Выезжаем за ограду, горизонт образован идеальной линией зеленого холма. Чистая линия оставляет ощущение свободы, простора и ровной печали. Природа всегда совершеннее рук человеческих.
Скульптор будто понимает вас без слов.
— Тут хотели фабрику построить, весь ландшафт опаскудили бы. Вот и пришлось откупить у них все это пространство. Я насыпал холм, найдя сегментную форму, хотелось на нее поставить скульптуру, да, как ни примеряю, все не подходит.
Он лепит не только из меди и гипса — он лепит холмами и небесами.
— Узнаете? — спрашивает скульптор, объезжая две плоские формы с проемом между ними, как потемневшие оркестровые тарелки, сдвинутые за миг до удара.
…ослепительный Лоуренс Оливье читает «Параболическую балладу». Идет мемориальный вечер памяти Элиота… Идет шестьдесят четвертый год. Все живы еще. И вы только что написали «Озу».
Вы беспечно и уверенно стоите на сцене. Но в шею дует. За вашей спиной ощущается холодок движения — на кружащейся, едва-едва кружащейся, едва-едва кружащейся сцене плавно вращаются две огромные царственно белые тарелки, специально изготовленные для этого вечера. От их вращения шевелятся щекочущие волосы над вашей шеей, вы чувствуете холодок за спиной, по лицам зрителей плывут белые отсветы, за окном шумят шестидесятые годы.
И какое-то предчувствие спазма сводит горло.
Увы, не только овации были памятью того года.
Меня мучили страшные рвоты, они начались год назад и продолжались жестоко и неотступно. Приступы этой болезни, схожей с морской и взлетной, особенно учащались после вечеров.
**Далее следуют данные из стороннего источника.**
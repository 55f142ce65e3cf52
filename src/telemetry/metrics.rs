//! Prometheus metrics for the HTTP front-end
//!
//! The metric set is fixed, so each family is a typed field rather than an
//! entry in a name-keyed registry. Export writes `# HELP` and `# TYPE` once
//! per family followed by its series.

use std::collections::BTreeMap;
use std::fmt::Write as _;
use std::sync::atomic::{AtomicU64, Ordering};
use std::time::{Duration, Instant};

use parking_lot::{Mutex, RwLock};

/// Upper bounds of histogram buckets, in seconds
const BUCKETS: [f64; 10] = [
    0.000_001, 0.000_005, 0.000_01, 0.000_05, 0.000_1, 0.000_5, 0.001, 0.005, 0.01, 0.1,
];

/// Metric names
pub mod metric_names {
    pub const REQUESTS_TOTAL: &str = "mms_queue_requests_total";
    pub const ACTIVE_REQUESTS: &str = "mms_queue_active_requests";
    pub const EVALUATIONS_TOTAL: &str = "mms_queue_evaluations_total";
    pub const EVALUATION_DURATION: &str = "mms_queue_evaluation_duration_seconds";
    pub const ERRORS_TOTAL: &str = "mms_queue_errors_total";
}

/// Counter family split by a single label
pub struct LabeledCounter {
    name: &'static str,
    help: &'static str,
    label: &'static str,
    series: RwLock<BTreeMap<String, AtomicU64>>,
}

impl LabeledCounter {
    pub fn new(name: &'static str, help: &'static str, label: &'static str) -> Self {
        Self {
            name,
            help,
            label,
            series: RwLock::new(BTreeMap::new()),
        }
    }

    pub fn inc(&self, label_value: &str) {
        if let Some(counter) = self.series.read().get(label_value) {
            counter.fetch_add(1, Ordering::Relaxed);
            return;
        }
        self.series
            .write()
            .entry(label_value.to_string())
            .or_insert_with(|| AtomicU64::new(0))
            .fetch_add(1, Ordering::Relaxed);
    }

    pub fn get(&self, label_value: &str) -> u64 {
        self.series
            .read()
            .get(label_value)
            .map_or(0, |c| c.load(Ordering::Relaxed))
    }

    /// Sum over all label values
    pub fn total(&self) -> u64 {
        self.series
            .read()
            .values()
            .map(|c| c.load(Ordering::Relaxed))
            .sum()
    }

    fn write_to(&self, out: &mut String) {
        let _ = writeln!(out, "# HELP {} {}", self.name, self.help);
        let _ = writeln!(out, "# TYPE {} counter", self.name);
        for (value, counter) in self.series.read().iter() {
            let _ = writeln!(
                out,
                "{}{{{}=\"{}\"}} {}",
                self.name,
                self.label,
                value,
                counter.load(Ordering::Relaxed)
            );
        }
    }

    fn reset(&self) {
        self.series.write().clear();
    }
}

/// Fixed-bucket histogram
pub struct Histogram {
    buckets: [AtomicU64; BUCKETS.len()],
    sum: Mutex<f64>,
    count: AtomicU64,
}

impl Histogram {
    pub fn new() -> Self {
        Self {
            buckets: Default::default(),
            sum: Mutex::new(0.0),
            count: AtomicU64::new(0),
        }
    }

    pub fn observe(&self, value: f64) {
        if let Some(idx) = BUCKETS.iter().position(|&bound| value <= bound) {
            self.buckets[idx].fetch_add(1, Ordering::Relaxed);
        }
        *self.sum.lock() += value;
        self.count.fetch_add(1, Ordering::Relaxed);
    }

    pub fn stats(&self) -> HistogramStats {
        let mut running = 0;
        let cumulative = self
            .buckets
            .iter()
            .map(|b| {
                running += b.load(Ordering::Relaxed);
                running
            })
            .collect();

        let count = self.count.load(Ordering::Relaxed);
        let sum = *self.sum.lock();

        HistogramStats {
            count,
            sum,
            mean: if count == 0 { 0.0 } else { sum / count as f64 },
            cumulative,
        }
    }

    fn write_to(&self, name: &str, help: &str, out: &mut String) {
        let stats = self.stats();
        let _ = writeln!(out, "# HELP {} {}", name, help);
        let _ = writeln!(out, "# TYPE {} histogram", name);
        for (bound, count) in BUCKETS.iter().zip(stats.cumulative.iter()) {
            let _ = writeln!(out, "{}_bucket{{le=\"{}\"}} {}", name, bound, count);
        }
        let _ = writeln!(out, "{}_bucket{{le=\"+Inf\"}} {}", name, stats.count);
        let _ = writeln!(out, "{}_sum {}", name, stats.sum);
        let _ = writeln!(out, "{}_count {}", name, stats.count);
    }

    fn reset(&self) {
        for bucket in &self.buckets {
            bucket.store(0, Ordering::Relaxed);
        }
        *self.sum.lock() = 0.0;
        self.count.store(0, Ordering::Relaxed);
    }
}

impl Default for Histogram {
    fn default() -> Self {
        Self::new()
    }
}

/// Histogram statistics
#[derive(Debug, Clone, Default)]
pub struct HistogramStats {
    pub count: u64,
    pub sum: f64,
    pub mean: f64,
    /// Observations at or below each bucket bound
    pub cumulative: Vec<u64>,
}

/// All metrics exported by the calculator server
pub struct CalculatorMetrics {
    requests: LabeledCounter,
    evaluations: LabeledCounter,
    errors: LabeledCounter,
    active_requests: AtomicU64,
    evaluation_duration: Histogram,
}

impl CalculatorMetrics {
    pub fn new() -> Self {
        Self {
            requests: LabeledCounter::new(
                metric_names::REQUESTS_TOTAL,
                "Calculator API requests by route",
                "route",
            ),
            evaluations: LabeledCounter::new(
                metric_names::EVALUATIONS_TOTAL,
                "Completed model evaluations by outcome",
                "outcome",
            ),
            errors: LabeledCounter::new(
                metric_names::ERRORS_TOTAL,
                "Rejected requests by error type",
                "error_type",
            ),
            active_requests: AtomicU64::new(0),
            evaluation_duration: Histogram::new(),
        }
    }

    pub fn record_request(&self, route: &str) {
        self.requests.inc(route);
    }

    /// Record a completed evaluation, labelled stable or unstable
    pub fn record_evaluation(&self, outcome: &str, duration: Duration) {
        self.evaluations.inc(outcome);
        self.evaluation_duration.observe(duration.as_secs_f64());
    }

    pub fn record_error(&self, error_type: &str) {
        self.errors.inc(error_type);
    }

    pub fn set_active_requests(&self, count: u64) {
        self.active_requests.store(count, Ordering::Relaxed);
    }

    pub fn total_requests(&self) -> u64 {
        self.requests.total()
    }

    pub fn evaluations(&self, outcome: &str) -> u64 {
        self.evaluations.get(outcome)
    }

    pub fn evaluation_duration(&self) -> HistogramStats {
        self.evaluation_duration.stats()
    }

    /// Prometheus text exposition
    pub fn export(&self) -> String {
        let mut out = String::new();
        self.requests.write_to(&mut out);
        self.evaluations.write_to(&mut out);
        self.errors.write_to(&mut out);

        let _ = writeln!(out, "# HELP {} Requests currently in flight", metric_names::ACTIVE_REQUESTS);
        let _ = writeln!(out, "# TYPE {} gauge", metric_names::ACTIVE_REQUESTS);
        let _ = writeln!(
            out,
            "{} {}",
            metric_names::ACTIVE_REQUESTS,
            self.active_requests.load(Ordering::Relaxed)
        );

        self.evaluation_duration.write_to(
            metric_names::EVALUATION_DURATION,
            "Time spent evaluating the model",
            &mut out,
        );
        out
    }

    pub fn reset(&self) {
        self.requests.reset();
        self.evaluations.reset();
        self.errors.reset();
        self.active_requests.store(0, Ordering::Relaxed);
        self.evaluation_duration.reset();
    }
}

impl Default for CalculatorMetrics {
    fn default() -> Self {
        Self::new()
    }
}

/// Times an evaluation and records it on drop once labelled
pub struct EvaluationTimer<'a> {
    start: Instant,
    metrics: &'a CalculatorMetrics,
    outcome: Option<&'static str>,
}

impl<'a> EvaluationTimer<'a> {
    pub fn start(metrics: &'a CalculatorMetrics) -> Self {
        Self {
            start: Instant::now(),
            metrics,
            outcome: None,
        }
    }

    /// Label the evaluation; unlabelled timers record nothing
    pub fn finish(mut self, outcome: &'static str) {
        self.outcome = Some(outcome);
    }

    pub fn elapsed(&self) -> Duration {
        self.start.elapsed()
    }
}

impl Drop for EvaluationTimer<'_> {
    fn drop(&mut self) {
        if let Some(outcome) = self.outcome {
            self.metrics.record_evaluation(outcome, self.start.elapsed());
        }
    }
}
В воспаленном мозгу проносилось какое-то солнечное затмение с поднятыми кулаками. Врачи говорили, что это результат срыва, нервного перенапряжения, шока, результат оранья с трибуны. Нашли даже какое-то утоньшение стенки пищевода.
Основным ощущением того времени была прохлада умывальной раковины, прикоснувшейся к горячему лбу. О, облеванные хризантемы!..
Дамы, отойдите! Даже тебя я стесняюсь, дай, дай же скорее мокрое полотенце. Выворачивайся наружу, чем-то отравленная душа!